(Saved data entries)

=== Begin Enclosure ===

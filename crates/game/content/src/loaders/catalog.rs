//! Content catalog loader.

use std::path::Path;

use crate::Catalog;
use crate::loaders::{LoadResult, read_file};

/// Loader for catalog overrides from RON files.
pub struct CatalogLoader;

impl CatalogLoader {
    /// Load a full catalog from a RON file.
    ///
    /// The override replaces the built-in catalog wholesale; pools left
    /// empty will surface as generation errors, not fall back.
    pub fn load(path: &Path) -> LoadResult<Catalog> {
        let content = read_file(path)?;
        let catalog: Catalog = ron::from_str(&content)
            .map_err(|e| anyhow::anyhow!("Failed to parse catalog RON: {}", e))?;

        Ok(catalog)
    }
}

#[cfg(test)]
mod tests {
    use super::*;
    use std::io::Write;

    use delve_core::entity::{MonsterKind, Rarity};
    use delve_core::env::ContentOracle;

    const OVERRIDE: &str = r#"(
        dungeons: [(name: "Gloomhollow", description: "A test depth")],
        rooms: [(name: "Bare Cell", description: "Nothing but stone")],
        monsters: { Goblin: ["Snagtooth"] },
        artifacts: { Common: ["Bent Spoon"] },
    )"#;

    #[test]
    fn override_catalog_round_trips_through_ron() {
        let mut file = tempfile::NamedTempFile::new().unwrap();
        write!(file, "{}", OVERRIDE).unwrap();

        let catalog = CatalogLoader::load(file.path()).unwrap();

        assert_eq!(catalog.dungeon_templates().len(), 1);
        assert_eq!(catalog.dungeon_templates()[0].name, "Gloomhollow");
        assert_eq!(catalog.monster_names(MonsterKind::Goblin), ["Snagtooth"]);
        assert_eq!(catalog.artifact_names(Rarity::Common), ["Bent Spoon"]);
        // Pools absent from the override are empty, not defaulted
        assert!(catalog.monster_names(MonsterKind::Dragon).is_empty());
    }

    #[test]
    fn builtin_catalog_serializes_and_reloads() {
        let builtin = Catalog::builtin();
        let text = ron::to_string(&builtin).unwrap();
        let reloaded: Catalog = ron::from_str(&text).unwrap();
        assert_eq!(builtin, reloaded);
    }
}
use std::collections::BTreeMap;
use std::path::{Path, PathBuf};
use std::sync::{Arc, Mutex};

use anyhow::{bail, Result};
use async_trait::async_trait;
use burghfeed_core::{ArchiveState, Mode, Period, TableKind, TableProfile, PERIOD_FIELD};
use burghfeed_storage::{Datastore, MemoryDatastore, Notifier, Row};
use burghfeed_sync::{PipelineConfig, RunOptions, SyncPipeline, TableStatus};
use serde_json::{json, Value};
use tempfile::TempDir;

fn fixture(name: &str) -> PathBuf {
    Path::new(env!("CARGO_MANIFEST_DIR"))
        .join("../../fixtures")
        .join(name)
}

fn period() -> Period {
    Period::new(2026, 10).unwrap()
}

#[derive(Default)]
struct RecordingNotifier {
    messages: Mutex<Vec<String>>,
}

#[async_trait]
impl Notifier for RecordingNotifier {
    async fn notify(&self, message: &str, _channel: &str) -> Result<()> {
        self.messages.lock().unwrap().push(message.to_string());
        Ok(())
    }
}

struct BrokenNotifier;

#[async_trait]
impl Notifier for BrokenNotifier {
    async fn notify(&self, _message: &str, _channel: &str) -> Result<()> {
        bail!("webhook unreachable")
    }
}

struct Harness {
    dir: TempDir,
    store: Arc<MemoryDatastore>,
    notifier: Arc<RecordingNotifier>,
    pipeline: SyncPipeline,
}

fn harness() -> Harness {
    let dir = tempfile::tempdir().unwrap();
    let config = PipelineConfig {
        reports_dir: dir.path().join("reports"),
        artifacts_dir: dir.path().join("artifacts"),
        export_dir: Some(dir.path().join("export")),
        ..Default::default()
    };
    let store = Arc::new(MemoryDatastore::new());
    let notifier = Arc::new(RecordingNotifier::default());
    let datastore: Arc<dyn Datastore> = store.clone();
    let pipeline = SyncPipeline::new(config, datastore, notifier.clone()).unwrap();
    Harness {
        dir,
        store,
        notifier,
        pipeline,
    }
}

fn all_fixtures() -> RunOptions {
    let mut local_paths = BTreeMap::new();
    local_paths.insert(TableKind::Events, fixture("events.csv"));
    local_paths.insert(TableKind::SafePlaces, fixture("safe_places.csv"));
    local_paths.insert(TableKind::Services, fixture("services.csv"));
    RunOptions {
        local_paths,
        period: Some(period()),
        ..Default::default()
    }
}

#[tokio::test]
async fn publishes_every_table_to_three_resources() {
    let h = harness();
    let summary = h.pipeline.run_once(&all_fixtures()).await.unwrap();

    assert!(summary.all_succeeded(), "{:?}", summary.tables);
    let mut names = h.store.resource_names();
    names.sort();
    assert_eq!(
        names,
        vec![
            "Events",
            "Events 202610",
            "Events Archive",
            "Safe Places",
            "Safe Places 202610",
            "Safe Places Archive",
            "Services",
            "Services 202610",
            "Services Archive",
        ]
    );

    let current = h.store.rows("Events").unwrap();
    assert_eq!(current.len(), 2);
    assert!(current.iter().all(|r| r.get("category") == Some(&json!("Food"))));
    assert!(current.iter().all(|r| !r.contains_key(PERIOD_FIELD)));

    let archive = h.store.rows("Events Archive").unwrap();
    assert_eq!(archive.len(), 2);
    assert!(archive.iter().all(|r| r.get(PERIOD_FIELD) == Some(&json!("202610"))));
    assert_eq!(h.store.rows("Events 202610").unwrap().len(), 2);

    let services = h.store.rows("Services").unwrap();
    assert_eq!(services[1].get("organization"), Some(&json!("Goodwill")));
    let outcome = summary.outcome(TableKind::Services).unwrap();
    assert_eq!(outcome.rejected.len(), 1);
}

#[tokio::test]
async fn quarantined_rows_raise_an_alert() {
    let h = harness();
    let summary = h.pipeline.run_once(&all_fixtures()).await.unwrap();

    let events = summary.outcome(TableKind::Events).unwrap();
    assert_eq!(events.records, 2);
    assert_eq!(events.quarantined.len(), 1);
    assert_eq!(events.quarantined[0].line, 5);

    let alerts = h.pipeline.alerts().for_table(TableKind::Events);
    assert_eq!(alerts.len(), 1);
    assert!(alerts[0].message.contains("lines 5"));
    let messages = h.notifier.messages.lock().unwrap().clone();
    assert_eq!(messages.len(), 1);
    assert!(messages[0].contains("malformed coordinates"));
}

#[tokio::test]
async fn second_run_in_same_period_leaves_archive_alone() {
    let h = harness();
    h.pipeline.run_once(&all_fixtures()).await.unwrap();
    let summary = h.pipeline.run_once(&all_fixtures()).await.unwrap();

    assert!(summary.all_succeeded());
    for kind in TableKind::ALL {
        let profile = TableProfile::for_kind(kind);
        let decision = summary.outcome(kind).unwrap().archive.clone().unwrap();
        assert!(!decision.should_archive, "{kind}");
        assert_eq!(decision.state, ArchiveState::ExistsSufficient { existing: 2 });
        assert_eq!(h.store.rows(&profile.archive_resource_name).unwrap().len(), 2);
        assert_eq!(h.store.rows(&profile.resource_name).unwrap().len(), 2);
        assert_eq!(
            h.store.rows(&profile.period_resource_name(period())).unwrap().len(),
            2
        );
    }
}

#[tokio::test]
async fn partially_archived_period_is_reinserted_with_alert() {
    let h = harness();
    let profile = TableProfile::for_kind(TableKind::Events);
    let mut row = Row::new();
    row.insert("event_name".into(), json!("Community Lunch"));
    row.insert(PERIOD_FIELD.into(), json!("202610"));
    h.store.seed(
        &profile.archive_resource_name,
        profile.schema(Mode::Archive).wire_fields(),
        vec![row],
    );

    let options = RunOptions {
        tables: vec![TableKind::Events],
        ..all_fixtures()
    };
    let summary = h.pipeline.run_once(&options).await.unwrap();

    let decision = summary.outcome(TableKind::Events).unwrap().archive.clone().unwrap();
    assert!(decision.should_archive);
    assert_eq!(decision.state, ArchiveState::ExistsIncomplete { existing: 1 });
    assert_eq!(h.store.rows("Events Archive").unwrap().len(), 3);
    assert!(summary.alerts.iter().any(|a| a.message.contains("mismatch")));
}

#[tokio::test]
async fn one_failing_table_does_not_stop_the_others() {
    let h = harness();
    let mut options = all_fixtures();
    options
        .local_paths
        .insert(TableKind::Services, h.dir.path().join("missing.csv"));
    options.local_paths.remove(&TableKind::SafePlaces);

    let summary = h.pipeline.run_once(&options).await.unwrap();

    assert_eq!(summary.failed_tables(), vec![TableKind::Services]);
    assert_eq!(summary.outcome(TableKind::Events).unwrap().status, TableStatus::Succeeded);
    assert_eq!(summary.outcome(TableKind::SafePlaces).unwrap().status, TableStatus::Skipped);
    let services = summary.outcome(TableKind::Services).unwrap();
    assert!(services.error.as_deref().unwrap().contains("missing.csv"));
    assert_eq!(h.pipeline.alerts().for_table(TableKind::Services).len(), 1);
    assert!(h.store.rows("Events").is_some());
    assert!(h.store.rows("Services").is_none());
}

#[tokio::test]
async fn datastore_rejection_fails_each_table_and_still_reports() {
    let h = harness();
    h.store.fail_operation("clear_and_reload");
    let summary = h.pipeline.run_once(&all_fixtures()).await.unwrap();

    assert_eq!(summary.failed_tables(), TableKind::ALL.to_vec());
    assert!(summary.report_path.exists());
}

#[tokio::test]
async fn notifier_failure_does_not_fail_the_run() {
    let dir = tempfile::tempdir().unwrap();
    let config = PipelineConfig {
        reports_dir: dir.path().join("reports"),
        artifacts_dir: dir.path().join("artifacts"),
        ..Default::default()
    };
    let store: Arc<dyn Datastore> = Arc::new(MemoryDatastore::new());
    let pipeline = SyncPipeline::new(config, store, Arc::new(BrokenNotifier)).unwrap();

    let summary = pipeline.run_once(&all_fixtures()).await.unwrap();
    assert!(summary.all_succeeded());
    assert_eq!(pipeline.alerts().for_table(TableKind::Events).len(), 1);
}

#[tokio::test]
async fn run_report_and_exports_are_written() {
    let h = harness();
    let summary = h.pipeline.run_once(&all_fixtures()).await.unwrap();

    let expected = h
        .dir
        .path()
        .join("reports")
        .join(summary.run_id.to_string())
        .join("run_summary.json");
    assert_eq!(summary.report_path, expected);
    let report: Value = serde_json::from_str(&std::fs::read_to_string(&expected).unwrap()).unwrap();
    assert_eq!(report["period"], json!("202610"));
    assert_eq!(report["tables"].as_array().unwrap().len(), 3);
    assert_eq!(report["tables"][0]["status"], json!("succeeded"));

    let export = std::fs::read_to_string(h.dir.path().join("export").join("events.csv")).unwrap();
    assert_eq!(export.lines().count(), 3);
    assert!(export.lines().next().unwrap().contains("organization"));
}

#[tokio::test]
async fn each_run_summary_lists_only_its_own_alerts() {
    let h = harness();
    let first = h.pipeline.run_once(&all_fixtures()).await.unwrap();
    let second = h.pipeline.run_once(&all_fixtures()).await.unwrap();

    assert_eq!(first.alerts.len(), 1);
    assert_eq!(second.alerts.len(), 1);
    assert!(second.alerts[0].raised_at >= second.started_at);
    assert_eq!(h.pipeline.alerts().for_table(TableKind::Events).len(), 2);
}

=== End Enclosure ===

• [What you are asked to do] Count lines, not occurrences: report how many lines in the entries above include the word "missing", as a number alone.

• [Output of the exercise] 2